I started seeing this girl with the potential that we’d become Dom and sub. We went on a few dates, and things seemed to be going great. We talked a lot about D/s (I have experience, she doesn’t.) We talked consent, safe words, safety, all kinds of stuff.
One night, she came back to my place, and we had sex. Just vanilla stuff, though I swatted her butt once or twice, that kind of thing. I’ve had some nerve damage, so I don’t have a lot of sensation in my penis. I asked her several times if she’d like to try sex without a condom. She kept saying no. I asked her why not, and she wouldn’t give me a good answer. I’m clean, and she was a virgin, and it was highly unlikely that I’d get her pregnant. So I wound up keeping the condom on. I took her home afterward, and everything seemed fine.
Two days later, she broke up with me. She said that she couldn’t trust me, because I kept asking to go bareback, even though she kept saying no. She said she’s an anxious person, and she’s worried that if I ever had her tied up and she used her safe word that I’d just ignore it.
I like this girl. What can I say to make it better?
First step: Say you’re sorry. List over.
Sorry buddy, but you’re definitely at the red light here. Bringing it up once? Yeah that’s fine, and a reasonable question to ask; however, despite her expressed desire to not have bareback vaginal sex, constantly asking regardless shows an expressed lack of one of the most important aspects of Dominant/submissive relationships: communication.
Instead of repeated asking, I would have asked if she was into butt stuff instead.

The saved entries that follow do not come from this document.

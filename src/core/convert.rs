//! Generic conversion between CSV text and typed [`Value`]s.
//!
//! Columns without a formatter are converted through a [`Converter`]. The
//! reader and writer use [`DefaultConverter`] unless their builders are given
//! another one.

#[cfg(feature = "chrono")]
use chrono::{NaiveDate, NaiveDateTime};
use thiserror::Error;

use crate::core::value::{FieldType, Value};

/// Failure to turn a string into a value of the requested type, or to assign
/// a value to a field.
#[derive(Error, Debug, Clone, PartialEq)]
#[error("{message}")]
pub struct ConversionError {
    message: String,
}

impl ConversionError {
    pub fn new(message: impl Into<String>) -> Self {
        Self {
            message: message.into(),
        }
    }

    pub fn message(&self) -> &str {
        &self.message
    }
}

/// String to value conversion, and back, for a declared field type.
pub trait Converter {
    fn as_value(&self, value: &str, field_type: FieldType) -> Result<Value, ConversionError>;

    fn as_string(&self, value: &Value) -> String;
}

#[cfg(feature = "chrono")]
const DATETIME_PATTERNS: [&str; 3] = [
    "%Y-%m-%dT%H:%M:%S%.f",
    "%Y-%m-%dT%H:%M:%S",
    "%Y-%m-%d %H:%M:%S",
];

/// Converter used when none is configured.
///
/// Booleans accept `true/false`, `yes/no` and `1/0` regardless of case.
/// Dates use ISO-8601 (`2024-03-01`, `2024-03-01T10:20:30`).
#[derive(Debug, Default, Clone, Copy)]
pub struct DefaultConverter;

impl Converter for DefaultConverter {
    fn as_value(&self, value: &str, field_type: FieldType) -> Result<Value, ConversionError> {
        let invalid = |reason: &dyn std::fmt::Display| {
            ConversionError::new(format!(
                "cannot convert |{value}| to {field_type}: {reason}"
            ))
        };

        match field_type {
            FieldType::Text => Ok(Value::Text(value.to_string())),
            FieldType::Bool => match value.to_ascii_lowercase().as_str() {
                "true" | "yes" | "1" => Ok(Value::Bool(true)),
                "false" | "no" | "0" => Ok(Value::Bool(false)),
                _ => Err(invalid(&"not a boolean")),
            },
            FieldType::Int => value
                .parse::<i64>()
                .map(Value::Int)
                .map_err(|e| invalid(&e)),
            FieldType::UInt => value
                .parse::<u64>()
                .map(Value::UInt)
                .map_err(|e| invalid(&e)),
            FieldType::Float => value
                .parse::<f64>()
                .map(Value::Float)
                .map_err(|e| invalid(&e)),
            FieldType::Char => {
                let mut chars = value.chars();
                match (chars.next(), chars.next()) {
                    (Some(c), None) => Ok(Value::Char(c)),
                    _ => Err(invalid(&"expected exactly one character")),
                }
            }
            #[cfg(feature = "chrono")]
            FieldType::Date => NaiveDate::parse_from_str(value, "%Y-%m-%d")
                .map(Value::Date)
                .map_err(|e| invalid(&e)),
            #[cfg(feature = "chrono")]
            FieldType::DateTime => DATETIME_PATTERNS
                .iter()
                .find_map(|pattern| NaiveDateTime::parse_from_str(value, pattern).ok())
                .map(Value::DateTime)
                .ok_or_else(|| invalid(&"not an ISO-8601 datetime")),
        }
    }

    fn as_string(&self, value: &Value) -> String {
        value.to_string()
    }
}
//! Mock destination standing in for a file.
use mockall::mock;

use std::io::{self, Write};

mock! {
    pub File {}
    impl Write for File {
        fn write(&mut self, buf: &[u8]) -> io::Result<usize>;
        fn flush(&mut self) -> io::Result<()>;
    }
}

The kink community calls that the ‘Negotiation phase’: two parties discuss what can and can absolutely *not* happen during a scene. While this seemed to be on a smaller scale, it was no less important. Even if she didn’t have a ‘good answer’ part of communication is understanding that, hey, maybe she doesn’t need to explain why she doesn’t want raw dick rubbing against her.
Maybe she’s allergic.
While you’re probably a fine fella, not respecting that initial ‘No” threw question marks at your trustworthiness. And once someone questions that, everything just becomes an upward climb from there. The slope, of course, being a vertical glass skyscraper with no footholds. Not impossible, mind you, but if you want something amazing like trust back you better be ready to jump through a few hoops.
If it wasn’t clear, you should definitely start with an “I’m sorry.” What you want her to feel is that she’s heard, understood, and that her ‘No’ (and subsequent safeword) is, and will always be, respected. If she forgives you, you can start again from there.